Macromolecules, Vol.39, No.15, 5133-5142, 2006
Theory of phase separation in polymer nanocomposites
The microscopic polymer reference interaction site model theory of polymer nanocomposites composed of flexible chains and spherical nanoparticles has been employed to study second virial coefficients and spinodal demixing over a wide range of interfacial chemistry, chain length, and particle size conditions. For hard fillers, two distinct phase separation behaviors, separated by a miscibility window, are generically predicted. One demixing curve occurs at relatively low monomer-particle attraction strength and corresponds to a very abrupt transition from an entropic depletion attraction-induced phase separated state to an enthalpically stabilized miscible fluid. The homogeneous mixture arises via a steric stabilization mechanism associated with the formation of thin, thermodynamically stable bound polymer layers around fillers.
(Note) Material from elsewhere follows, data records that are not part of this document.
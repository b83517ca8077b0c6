use crate::routes;
use futures::FutureExt;
use lambda_runtime::{Error, LambdaEvent};
use serde_json::{json, Value};
use shared::core::{Connector, ItemService, TokenProvider};
use shared::event::EventParser;
use shared::utils::{error_response, respond, ApiResponse};
use shared::StatusCode;
use std::panic::AssertUnwindSafe;

const HEALTH_ROUTE: &str = "GET /api/health";
const LIST_ITEMS_ROUTE: &str = "GET /api/items";
const ADD_ITEM_ROUTE: &str = "POST /api/items";

pub(crate) struct HandlerDeps<T: TokenProvider, C: Connector> {
    pub items: ItemService<T, C>,
}

/// Entry point for every invocation. Never returns `Err`: failures, including
/// panics, become a JSON error envelope.
#[tracing::instrument(skip(deps, event), fields(
    request_id = tracing::field::Empty,
    route_key = tracing::field::Empty,
))]
pub(crate) async fn function_handler<T: TokenProvider, C: Connector>(
    deps: &HandlerDeps<T, C>,
    event: LambdaEvent<Value>,
) -> Result<ApiResponse, Error> {
    let (payload, context) = event.into_parts();
    let event = EventParser::new(Some(payload));

    let span = tracing::Span::current();
    span.record(
        "request_id",
        event.request_id().unwrap_or(context.request_id.as_str()),
    );
    span.record("route_key", event.route_key());
    tracing::info!("Event received");

    let response = AssertUnwindSafe(dispatch(deps, &event))
        .catch_unwind()
        .await
        .unwrap_or_else(|_| {
            tracing::error!("Unhandled panic in function_handler");
            respond(
                StatusCode::INTERNAL_SERVER_ERROR,
                &json!({ "error": "Internal Server Error" }),
            )
        });

    Ok(response)
}

async fn dispatch<T: TokenProvider, C: Connector>(
    deps: &HandlerDeps<T, C>,
    event: &EventParser,
) -> ApiResponse {
    tracing::info!(
        http_method = event.http_method(),
        path = event.path(),
        "Handling request"
    );
    // the bearer token is read but not checked against anything
    tracing::debug!(
        has_bearer_token = event.authorization_token().is_some(),
        "Inspected authorization header"
    );

    let result = match event.route_key() {
        HEALTH_ROUTE => Ok(routes::health()),
        LIST_ITEMS_ROUTE => routes::list_items(&deps.items).await,
        ADD_ITEM_ROUTE => routes::add_item(&deps.items, event).await,
        _ => Ok(respond(StatusCode::NOT_FOUND, &json!({ "error": "Not Found" }))),
    };

    result.unwrap_or_else(|err| error_response(&err))
}
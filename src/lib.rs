//! # wisp
//!
//! A small HTTP toolkit built around one idea: middleware decorates the
//! response writer.
//!
//! ## The writer chain
//!
//! Handlers write their response through a [`ResponseWriter`]. A middleware
//! that needs to observe or alter the response wraps that writer in a layer of
//! its own before calling the next handler, so by the time a request reaches
//! application code the writer is a chain:
//!
//! ```text
//! TemplateWriter ─▶ StatusWriter ─▶ ResponseBuffer
//! ```
//!
//! Any layer can be found again by searching the chain. That is how the
//! access logger reads the final status, how a nested logger notices that a
//! request is already being logged, and how handlers reach the template
//! registry.
//!
//! What wisp provides:
//!
//! - Access logging: predefined and custom formats, custom tokens, immediate
//!   or deferred emission ([`middleware::log`])
//! - Status capture ([`middleware::status`])
//! - A compiled-template registry with pluggable engines ([`template`])
//! - Radix-tree routing via [`matchit`], served over hyper with graceful
//!   shutdown
//!
//! ## Quick start
//!
//! ```rust,no_run
//! use http::{Method, StatusCode};
//! use wisp::middleware::{LogHandler, LogOptions};
//! use wisp::{Request, Response, Router, Server};
//!
//! #[tokio::main]
//! async fn main() {
//!     tracing_subscriber::fmt::init();
//!
//!     let app = Router::new()
//!         .on(Method::GET,  "/users/{id}", get_user)
//!         .on(Method::POST, "/users",      create_user);
//!
//!     let app = LogHandler::new(app, LogOptions::new("_short_"));
//!     Server::bind("0.0.0.0:3000").serve(app).await.unwrap();
//! }
//!
//! async fn get_user(req: Request) -> Response {
//!     let id = req.param("id").unwrap_or("unknown");
//!     Response::json(format!(r#"{{"id":"{id}"}}"#))
//! }
//!
//! async fn create_user(req: Request) -> Response {
//!     if req.body().is_empty() {
//!         return Response::status(StatusCode::BAD_REQUEST);
//!     }
//!     Response::builder()
//!         .status(StatusCode::CREATED)
//!         .header("location", "/users/99")
//!         .json(r#"{"id":"99"}"#)
//! }
//! ```

mod error;
mod handler;
mod request;
mod response;
mod router;
mod server;

pub mod middleware;
pub mod template;
pub mod writer;

pub use error::{BoxError, Error};
pub use handler::{BoxFuture, BoxedHandler, Handler};
pub use request::Request;
pub use response::{ContentType, IntoResponse, Response, ResponseBuilder};
pub use router::Router;
pub use server::Server;
pub use writer::{BoxWriter, ResponseBuffer, ResponseWriter};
The second demixing transition occurs at relatively high monomer-particle adsorption energy and is inferred to involve the formation of an equilibrium physical network phase with local bridging of particles by polymers. This spinodal is sensitive to both particle-monomer diameter ratio and the spatial range of the interfacial attraction. The miscibility window narrows, and can ultimately disappear, with increasing polymer chain length, direct van der Waals attractions between fillers, and/or particle-monomer size asymmetry ratio. The implications of our results for the design of well-dispersed thermodynamically stable polymer nanocomposites, and the formation of nonequilibrium gels, are discussed.